I have now substantially underrated the Kansas State Wildcats for two years running. A season ago, I just got too cute and clever. Teams loaded with upperclassmen are generally strong, but I wondered how a roster of Frank Martin's players was going to mesh with Bruce Weber's style of play. (The answer to that question was, "just fine.")
But this season, I underrated the Wildcats for a different reason; I paid attention to their early season games. The Kansas State team that dropped its home opener to Northern Colorado, didn't impress against Oral Roberts, lost to Charlotte, and then was absolutely manhandled by a Georgetown team that seems likely to miss the NCAA tournament -- that Kansas State team wasn't very good.

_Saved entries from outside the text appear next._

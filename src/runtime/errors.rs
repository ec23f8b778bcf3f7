//! Runtime errors

use thiserror::Error;

use crate::runtime::dispatch::{ErrorRecord, HandlerId};
use crate::runtime::scheduler::{TaskId, TaskState};

/// Runtime result
pub type RuntimeResult<T> = Result<T, RuntimeError>;

/// Errors surfaced to callers of the scheduler.
#[derive(Debug, Error)]
pub enum RuntimeError {
    #[error("Uncaught error in {}: {}", .0.task(), .0.fault())]
    Uncaught(Box<ErrorRecord>),

    #[error(transparent)]
    InvalidTransition(#[from] InvalidTransition),
}

impl RuntimeError {
    /// The record of an uncaught error, if this is one.
    pub fn uncaught_record(&self) -> Option<&ErrorRecord> {
        match self {
            RuntimeError::Uncaught(record) => Some(record),
            _ => None,
        }
    }
}

/// Subscription misuse, only raised when validation is enabled.
#[derive(Debug, Clone, PartialEq, Eq, Error)]
pub enum ValidationError {
    #[error("Attempted to add a disposer to {subscription} after it was cancelled")]
    DisposerOnCancelled { subscription: String },

    #[error("Attempted to add a second disposer to {subscription}")]
    DuplicateDisposer { subscription: String },
}

/// A fault that escaped a task's work.
#[derive(Debug, Clone, PartialEq, Eq, Error)]
pub enum TaskError {
    #[error("Task failed: {0}")]
    Failed(String),

    #[error("Task panicked: {0}")]
    Panicked(String),
}

impl TaskError {
    /// Build a `Failed` error from anything printable.
    pub fn failed(message: impl std::fmt::Display) -> Self {
        TaskError::Failed(message.to_string())
    }
}

impl From<anyhow::Error> for TaskError {
    fn from(error: anyhow::Error) -> Self {
        TaskError::Failed(format!("{:#}", error))
    }
}

/// A task kept yielding past the runaway threshold and was purged.
#[derive(Debug, Clone, PartialEq, Eq, Error)]
#[error("Runaway task {task} detected: still running after {executions} executions (threshold {threshold})")]
pub struct RunawayError {
    pub task: TaskId,
    pub executions: u32,
    pub threshold: u32,
}

/// A registered error handler itself faulted. Logged, never propagated.
#[derive(Debug, Clone, PartialEq, Eq, Error)]
#[error("Error handler {handler} faulted: {message}")]
pub struct DispatchDefect {
    pub handler: HandlerId,
    pub message: String,
}

/// A task state change that the lifecycle graph does not allow.
#[derive(Debug, Clone, Copy, PartialEq, Eq, Error)]
#[error("Invalid transition of {task} from {from:?} to {to:?}")]
pub struct InvalidTransition {
    pub task: TaskId,
    pub from: TaskState,
    pub to: TaskState,
}
//! Runaway task detection.
//!
//! A task that keeps yielding without completing consumes a tick every time
//! it is re-queued. Once its execution count passes the threshold it is either
//! purged or reported, depending on configuration.

use crate::util::config::Config;

/// What to do with a task after it yielded.
#[derive(Debug, Clone, Copy, PartialEq, Eq)]
pub enum RunawayVerdict {
    /// Count is within the threshold.
    WithinBudget,
    /// Threshold exceeded, force-cancel the task and report it.
    Purge,
    /// Threshold exceeded, log a diagnostic and keep the task running.
    Report,
}

/// Applies the runaway policy to per-task execution counts.
#[derive(Debug, Clone, Copy, PartialEq, Eq)]
pub struct RunawayDetector {
    threshold: u32,
    purge: bool,
}

impl RunawayDetector {
    pub fn new(config: &Config) -> Self {
        Self {
            threshold: config.runaway_threshold(),
            purge: config.purge_tasks_when_runaway_detected(),
        }
    }

    /// The threshold `T`: a count above it is runaway.
    #[inline]
    pub fn threshold(&self) -> u32 {
        self.threshold
    }

    #[inline]
    pub fn purges(&self) -> bool {
        self.purge
    }

    /// Judge a non-terminal task that has yielded `execution_count` times.
    pub fn observe(
        &self,
        execution_count: u32,
    ) -> RunawayVerdict {
        if execution_count <= self.threshold {
            RunawayVerdict::WithinBudget
        } else if self.purge {
            RunawayVerdict::Purge
        } else {
            RunawayVerdict::Report
        }
    }
}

But something that wasn't obvious at that point was that Kansas State was among the best defensive teams in the country. The Wildcats were, and remain, offensively challenged as hell -- their 52-38 victory over Dan Monson's Long Beach State 49ers couldn't have been poetry in motion, although those who watched have already burned away their vision by suppressing the blink reflex and starring into a class IIIa laser pointer, so no one can really say one way or the other.
Since losing to Georgetown, Bruce Weber's team has won 12 of its last 13 games. That run of success includes a 4-1 conference record.
Now, the analytical part of me still thinks it is going to all come crashing down for the Wildcats at some point. This is still a team that attributes a substantial amount of its defensive success to holding opponents to less than 27 percent from three point range (that isn't sustainable) and enjoys the 16th lowest opponent free throw percentage in the nation. And it is a defense that lacks a shot altering rim protector.
But the K-State defense does do a few things that it can expect to keep up over the long haul. Weber's squad forces turnovers and limits opponent attempts at the rim. This is a pretty good combination for a team that is clearly on the small size.
Kansas State makes for an intriguing match up with Texas. The Longhorns are best when they can attack the rim, so it will pit strength against strength. Can Rick Barnes' team get enough shots from in close against a stingy defense?
Texas should have the edge inside. After seeing what Cameron Ridley and Jonathan Holmes were able to do at the basket against the smallish front line of Iowa State (Texas converted 71 percent of its layups and dunks), it is easy to imagine Shane Southwell, and Wesley Iwundu having similar struggles. At 6-7 and 265 lbs, no one will call Kansas State big man Thomas Gipson small, but a strong gust of wind will just about knock the 195 lb Iwundu over. Ridley and Holmes are a bit more forceful than a gust of wind.
K-State freshman guard Marcus Foster is a pretty good player, though. I think he is still a year away from being really good (he needs to finish better at the hoop), but the talent is there. He could go crazy, and give Texas some trouble.
This is your game thread.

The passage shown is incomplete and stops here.